Give every line below again, exactly.

- **EXTRACTED MATERIAL**:
○ ○ ○ ○ ○ ○ ○
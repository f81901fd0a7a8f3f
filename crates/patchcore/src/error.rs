use crate::{NodeId, PortId};
use thiserror::Error;

#[derive(Error, Debug)]
pub enum FlowError {
    #[error("Node error: {0}")]
    Node(#[from] NodeError),

    #[error("Port error: {0}")]
    Port(#[from] PortError),

    #[error("Patch error: {0}")]
    Patch(#[from] PatchError),

    /// A propagation chain recursed past the configured limit
    #[error("Propagation depth {limit} exceeded at port {port}")]
    DepthExceeded { limit: usize, port: PortId },

    #[error("Serialization error: {0}")]
    Serialization(#[from] serde_json::Error),
}

#[derive(Error, Debug, Clone)]
pub enum NodeError {
    #[error("Configuration error: {0}")]
    Configuration(String),

    #[error("Invalid argument at position {position}: expected {expected}, got {actual}")]
    InvalidArgument {
        position: usize,
        expected: String,
        actual: String,
    },

    #[error("Execution failed: {0}")]
    ExecutionFailed(String),
}

#[derive(Error, Debug, Clone, PartialEq)]
pub enum PortError {
    #[error("Port not found: {0}")]
    NotFound(PortId),

    #[error("Port {0} cannot observe itself")]
    SelfObservation(PortId),

    #[error("Forwarding {from} to {to} would create a cycle")]
    ForwardingCycle { from: PortId, to: PortId },

    #[error("Port {port} is not an {expected}")]
    WrongDirection { port: PortId, expected: &'static str },

    #[error("Port {0} is closed")]
    Closed(PortId),

    #[error("Port {0} already belongs to a node")]
    AlreadyAttached(PortId),
}

#[derive(Error, Debug, Clone, PartialEq)]
pub enum PatchError {
    #[error("Node not found: {0}")]
    NodeNotFound(NodeId),

    #[error("Node {0} has been torn down")]
    NodeTornDown(NodeId),

    #[error("Unknown node type: {0}")]
    UnknownNodeType(String),

    #[error("No port named '{name}' on node {node}")]
    PortNotFound { node: NodeId, name: String },

    #[error("Invalid connection: {0}")]
    InvalidConnection(String),
}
○ ○ ○ ○ ○ ○ ○
- **SOLUTION TO THIS TASK**:
repository f81901fd0a7a8f3f
filename crates/patchcore/src/error.rs
use crate::{NodeId, PortId};
use thiserror::Error;

#[derive(Error, Debug)]
pub enum FlowError {
    #[error("Node error: {0}")]
    Node(#[from] NodeError),

    #[error("Port error: {0}")]
    Port(#[from] PortError),

    #[error("Patch error: {0}")]
    Patch(#[from] PatchError),

    /// A propagation chain recursed past the configured limit
    #[error("Propagation depth {limit} exceeded at port {port}")]
    DepthExceeded { limit: usize, port: PortId },

    #[error("Serialization error: {0}")]
    Serialization(#[from] serde_json::Error),
}

#[derive(Error, Debug, Clone)]
pub enum NodeError {
    #[error("Configuration error: {0}")]
    Configuration(String),

    #[error("Invalid argument at position {position}: expected {expected}, got {actual}")]
    InvalidArgument {
        position: usize,
        expected: String,
        actual: String,
    },

    #[error("Execution failed: {0}")]
    ExecutionFailed(String),
}

#[derive(Error, Debug, Clone, PartialEq)]
pub enum PortError {
    #[error("Port not found: {0}")]
    NotFound(PortId),

    #[error("Port {0} cannot observe itself")]
    SelfObservation(PortId),

    #[error("Forwarding {from} to {to} would create a cycle")]
    ForwardingCycle { from: PortId, to: PortId },

    #[error("Port {port} is not an {expected}")]
    WrongDirection { port: PortId, expected: &'static str },

    #[error("Port {0} is closed")]
    Closed(PortId),

    #[error("Port {0} already belongs to a node")]
    AlreadyAttached(PortId),
}

#[derive(Error, Debug, Clone, PartialEq)]
pub enum PatchError {
    #[error("Node not found: {0}")]
    NodeNotFound(NodeId),

    #[error("Node {0} has been torn down")]
    NodeTornDown(NodeId),

    #[error("Unknown node type: {0}")]
    UnknownNodeType(String),

    #[error("No port named '{name}' on node {node}")]
    PortNotFound { node: NodeId, name: String },

    #[error("Invalid connection: {0}")]
    InvalidConnection(String),
}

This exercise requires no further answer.